Softballs Aren't Soft and Other Life Lessons

We're in the final. God knows how we've managed it, but we have. It's tonight. It's not the World Cup, the Champions League or Wimbledon. It's the playoffs final for the fifth division of an advertising and media softball league. But it will mean everything to us.

We're in the final. God knows how we've managed it, but we have. It's tonight. It's not the World Cup, the Champions League or Wimbledon. It's the playoffs final for the fifth division of an advertising and media softball league. But it will mean everything to us.

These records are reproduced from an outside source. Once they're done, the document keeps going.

// Copyright (c) 2023 The Bytecoin Developers

//! Arithmetic modulo `p = 2^255 - 19`, radix 2^51.
//!
//! This is only used by the hash-to-point map, which needs field operations
//! that curve25519-dalek does not export. Values are not constant time with
//! respect to branch selection, the map branches on public data only.

use byteorder::{ByteOrder, LittleEndian};

const MASK: u64 = (1 << 51) - 1;

/// Field element, five 51-bit limbs (limbs may exceed 51 bits between reductions)
#[derive(Copy, Clone, Debug, Default)]
pub(crate) struct FieldElement(pub(crate) [u64; 5]);

impl FieldElement {
    pub const ZERO: Self = Self([0, 0, 0, 0, 0]);
    pub const ONE: Self = Self([1, 0, 0, 0, 0]);

    /// `-A^2` for the Montgomery curve coefficient `A = 486662`
    pub const MINUS_A2: Self = Self([
        2251562973782985,
        2251799813685247,
        2251799813685247,
        2251799813685247,
        2251799813685247,
    ]);

    /// `-A`
    pub const MINUS_A: Self = Self([
        2251799813198567,
        2251799813685247,
        2251799813685247,
        2251799813685247,
        2251799813685247,
    ]);

    /// `sqrt(-2 * A * (A + 2))`
    pub const FFFB1: Self = Self([
        2086276909777390,
        1432823880852564,
        2230254366511122,
        1560826899241888,
        2224448371273057,
    ]);

    /// `sqrt(2 * A * (A + 2))`
    pub const FFFB2: Self = Self([
        1799365282536160,
        211702679075419,
        98401882961933,
        1824402956671968,
        1355018705847714,
    ]);

    /// `sqrt(-sqrt(-1) * A * (A + 2))`
    pub const FFFB3: Self = Self([
        982444093221990,
        515339305954051,
        1185873571910653,
        1257687935557663,
        1817084980972576,
    ]);

    /// `sqrt(sqrt(-1) * A * (A + 2))`
    pub const FFFB4: Self = Self([
        1434878624371078,
        303636626878631,
        1087471688948720,
        1685084792570943,
        462066275124861,
    ]);

    /// `sqrt(-1)`
    pub const SQRT_M1: Self = Self([
        1718705420411056,
        234908883556509,
        2233514472574048,
        2117202627021982,
        765476049583133,
    ]);

    /// Load a little-endian 256-bit value, reducing the full value mod p.
    ///
    /// Unlike point decoding, bit 255 is significant here (`2^255 = 19 mod p`).
    pub fn from_bytes_reduced(b: &[u8; 32]) -> Self {
        let w0 = LittleEndian::read_u64(&b[0..]);
        let w1 = LittleEndian::read_u64(&b[8..]);
        let w2 = LittleEndian::read_u64(&b[16..]);
        let w3 = LittleEndian::read_u64(&b[24..]);

        let l = [
            (w0 & MASK) + 19 * (w3 >> 63),
            ((w0 >> 51) | (w1 << 13)) & MASK,
            ((w1 >> 38) | (w2 << 26)) & MASK,
            ((w2 >> 25) | (w3 << 39)) & MASK,
            (w3 >> 12) & MASK,
        ];

        Self::weak_reduce(l)
    }

    /// Encode to canonical little-endian bytes
    pub fn to_bytes(&self) -> [u8; 32] {
        let mut l = Self::weak_reduce(self.0).0;

        // Compute the quotient of (h + 19) / 2^255 to detect values >= p
        let mut q = (l[0] + 19) >> 51;
        q = (l[1] + q) >> 51;
        q = (l[2] + q) >> 51;
        q = (l[3] + q) >> 51;
        q = (l[4] + q) >> 51;

        l[0] += 19 * q;

        l[1] += l[0] >> 51;
        l[0] &= MASK;
        l[2] += l[1] >> 51;
        l[1] &= MASK;
        l[3] += l[2] >> 51;
        l[2] &= MASK;
        l[4] += l[3] >> 51;
        l[3] &= MASK;
        l[4] &= MASK;

        let mut b = [0u8; 32];
        LittleEndian::write_u64(&mut b[0..], l[0] | (l[1] << 51));
        LittleEndian::write_u64(&mut b[8..], (l[1] >> 13) | (l[2] << 38));
        LittleEndian::write_u64(&mut b[16..], (l[2] >> 26) | (l[3] << 25));
        LittleEndian::write_u64(&mut b[24..], (l[3] >> 39) | (l[4] << 12));
        b
    }

    /// Sign of the canonical encoding (odd values are negative)
    pub fn is_negative(&self) -> bool {
        self.to_bytes()[0] & 1 == 1
    }

    pub fn is_zero(&self) -> bool {
        self.to_bytes() == [0u8; 32]
    }

    fn weak_reduce(mut l: [u64; 5]) -> Self {
        let c0 = l[0] >> 51;
        let c1 = l[1] >> 51;
        let c2 = l[2] >> 51;
        let c3 = l[3] >> 51;
        let c4 = l[4] >> 51;

        l[0] = (l[0] & MASK) + c4 * 19;
        l[1] = (l[1] & MASK) + c0;
        l[2] = (l[2] & MASK) + c1;
        l[3] = (l[3] & MASK) + c2;
        l[4] = (l[4] & MASK) + c3;

        Self(l)
    }

    pub fn add(&self, rhs: &Self) -> Self {
        let (a, b) = (&self.0, &rhs.0);
        Self::weak_reduce([a[0] + b[0], a[1] + b[1], a[2] + b[2], a[3] + b[3], a[4] + b[4]])
    }

    pub fn sub(&self, rhs: &Self) -> Self {
        // Add 16p before subtracting so limbs never underflow
        let (a, b) = (&self.0, &Self::weak_reduce(rhs.0).0);
        Self::weak_reduce([
            (a[0] + 36028797018963664) - b[0],
            (a[1] + 36028797018963952) - b[1],
            (a[2] + 36028797018963952) - b[2],
            (a[3] + 36028797018963952) - b[3],
            (a[4] + 36028797018963952) - b[4],
        ])
    }

    pub fn neg(&self) -> Self {
        Self::ZERO.sub(self)
    }

    pub fn mul(&self, rhs: &Self) -> Self {
        #[inline(always)]
        fn m(x: u64, y: u64) -> u128 {
            (x as u128) * (y as u128)
        }

        let a = &Self::weak_reduce(self.0).0;
        let b = &Self::weak_reduce(rhs.0).0;

        let b1_19 = b[1] * 19;
        let b2_19 = b[2] * 19;
        let b3_19 = b[3] * 19;
        let b4_19 = b[4] * 19;

        let c0 = m(a[0], b[0]) + m(a[4], b1_19) + m(a[3], b2_19) + m(a[2], b3_19) + m(a[1], b4_19);
        let mut c1 =
            m(a[1], b[0]) + m(a[0], b[1]) + m(a[4], b2_19) + m(a[3], b3_19) + m(a[2], b4_19);
        let mut c2 =
            m(a[2], b[0]) + m(a[1], b[1]) + m(a[0], b[2]) + m(a[4], b3_19) + m(a[3], b4_19);
        let mut c3 =
            m(a[3], b[0]) + m(a[2], b[1]) + m(a[1], b[2]) + m(a[0], b[3]) + m(a[4], b4_19);
        let mut c4 = m(a[4], b[0]) + m(a[3], b[1]) + m(a[2], b[2]) + m(a[1], b[3]) + m(a[0], b[4]);

        let mut out = [0u64; 5];

        c1 += c0 >> 51;
        out[0] = (c0 as u64) & MASK;
        c2 += c1 >> 51;
        out[1] = (c1 as u64) & MASK;
        c3 += c2 >> 51;
        out[2] = (c2 as u64) & MASK;
        c4 += c3 >> 51;
        out[3] = (c3 as u64) & MASK;
        out[4] = (c4 as u64) & MASK;

        // Fold the top carry back in via 2^255 = 19
        let c = (out[0] as u128) + ((c4 >> 51) * 19);
        out[0] = (c as u64) & MASK;
        out[1] += (c >> 51) as u64;

        Self(out)
    }

    pub fn square(&self) -> Self {
        self.mul(self)
    }

    /// `self^(2^k)`
    fn pow2k(&self, k: u32) -> Self {
        let mut v = *self;
        for _ in 0..k {
            v = v.square();
        }
        v
    }

    /// Returns `(self^(2^250 - 1), self^11)`
    fn pow22501(&self) -> (Self, Self) {
        let t0 = self.square();
        let t1 = t0.pow2k(2);
        let t2 = self.mul(&t1);
        let t3 = t0.mul(&t2);
        let t4 = t3.square();
        let t5 = t2.mul(&t4);
        let t7 = t5.pow2k(5).mul(&t5);
        let t9 = t7.pow2k(10).mul(&t7);
        let t11 = t9.pow2k(20).mul(&t9);
        let t13 = t11.pow2k(10).mul(&t7);
        let t15 = t13.pow2k(50).mul(&t13);
        let t17 = t15.pow2k(100).mul(&t15);
        let t19 = t17.pow2k(50).mul(&t13);

        (t19, t3)
    }

    /// `self^(p - 2)`, zero maps to zero
    pub fn invert(&self) -> Self {
        let (t19, t3) = self.pow22501();
        t19.pow2k(5).mul(&t3)
    }

    /// `self^((p - 5) / 8)`
    pub fn pow_p58(&self) -> Self {
        let (t19, _) = self.pow22501();
        t19.pow2k(2).mul(self)
    }
}

impl PartialEq for FieldElement {
    fn eq(&self, other: &Self) -> bool {
        self.to_bytes() == other.to_bytes()
    }
}

#[cfg(test)]
mod test {
    use super::*;

    fn fe(s: &str) -> FieldElement {
        let mut b = [0u8; 32];
        hex::decode_to_slice(s, &mut b).unwrap();
        FieldElement::from_bytes_reduced(&b)
    }

    #[test]
    fn constants_match_encoding() {
        let tests = &[
            (
                FieldElement::MINUS_A2,
                "c9e33ddbc8ffffffffffffffffffffffffffffffffffffffffffffffffffff7f",
            ),
            (
                FieldElement::MINUS_A,
                "e792f8ffffffffffffffffffffffffffffffffffffffffffffffffffffffff7f",
            ),
            (
                FieldElement::FFFB1,
                "ee411c327569a7228d732ab9a80494d1e319fb4137c5a920171bd6daeffb717e",
            ),
            (
                FieldElement::FFFB2,
                "e09a7c608364ded2dff756044603de51be5f16c0b751d491f62c5a040a1e064d",
            ),
            (
                FieldElement::FFFB3,
                "662c3017877d1b58294296a54eff2440eda20d3f404695b8ef08c2140d114a67",
            ),
            (
                FieldElement::FFFB4,
                "8691b3b603193d85494a3fa108fc46ee2e43f77e88f4c026f9db671003f3431a",
            ),
            (
                FieldElement::SQRT_M1,
                "b0a00e4a271beec478e42fad0618432fa7d7fb3d99004d2b0bdfc14f8024832b",
            ),
        ];

        for (c, s) in tests {
            assert_eq!(hex::encode(c.to_bytes()), *s);
        }
    }

    #[test]
    fn sqrt_m1_squares_to_minus_one() {
        let m1 = FieldElement::ONE.neg();
        assert_eq!(FieldElement::SQRT_M1.square(), m1);
    }

    #[test]
    fn top_bit_is_reduced() {
        // 2^255 = 19 mod p
        let mut b = [0u8; 32];
        b[31] = 0x80;
        let v = FieldElement::from_bytes_reduced(&b);

        let mut expected = [0u8; 32];
        expected[0] = 19;
        assert_eq!(v.to_bytes(), expected);

        // p itself encodes to zero
        let p = fe("edffffffffffffffffffffffffffffffffffffffffffffffffffffffffffff7f");
        assert!(p.is_zero());
    }

    #[test]
    fn invert_and_pow() {
        for _ in 0..16 {
            let b: [u8; 32] = rand::random();
            let a = FieldElement::from_bytes_reduced(&b);
            if a.is_zero() {
                continue;
            }

            assert_eq!(a.mul(&a.invert()), FieldElement::ONE);

            // (a^((p - 5) / 8))^8 * a^4 = a^(p - 1) = 1
            assert_eq!(a.pow_p58().pow2k(3).mul(&a.pow2k(2)), FieldElement::ONE);
        }
    }

    #[test]
    fn add_sub_neg() {
        for _ in 0..16 {
            let a = FieldElement::from_bytes_reduced(&rand::random());
            let b = FieldElement::from_bytes_reduced(&rand::random());

            assert_eq!(a.add(&b).sub(&b), a);
            assert_eq!(a.add(&a.neg()), FieldElement::ZERO);
            assert_eq!(a.sub(&b), b.sub(&a).neg());
        }
    }
}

It started as a bit of a laugh, a chance for us to dust off our disused trainers and haul our creaky bones to Regent's Park once a week. We jokingly named ourselves the 'Atoms' after the Simpsons' Springfield team. I don't think any of us expected much. If I'm honest, I nearly didn't make it beyond the first training session. Faced with legions of huge blokes throwing and catching like they'd been doing it all their lives, (they had), the sheer terror of school rounders sessions came flooding back in all its 'near-last-to-be-picked' misery. I can't catch. I throw 'like a girl'. I am basically useless. I'm a music journalist for Pete's sake. I'm not supposed to be good at sport. I'm supposed to be having a fag cynically on the sidelines.

But I did make myself go back, as did a few of the others, and week by week, we started to become a team. And despite being a raggle taggle bunch of ne'er-do-wells, we started to win - nine games consecutively at one point - which is how we have found ourselves in this position.

Earlier this week, Stephen Fry posted a beautiful paean to his beloved Norwich City Football Club, 'An open letter to all who despise sport and especially football' in which he explained, in spite of a family indifferent to sport in all forms, he's become obsessed with following darts, snooker, cricket and especially football. Conversely, I grew up around a sports-obsessive - my dad was always watching the F1, snooker and having baseball and American Football games shipped over on VHS by relatives. He even started dragging me to Loftus Road from the age of three.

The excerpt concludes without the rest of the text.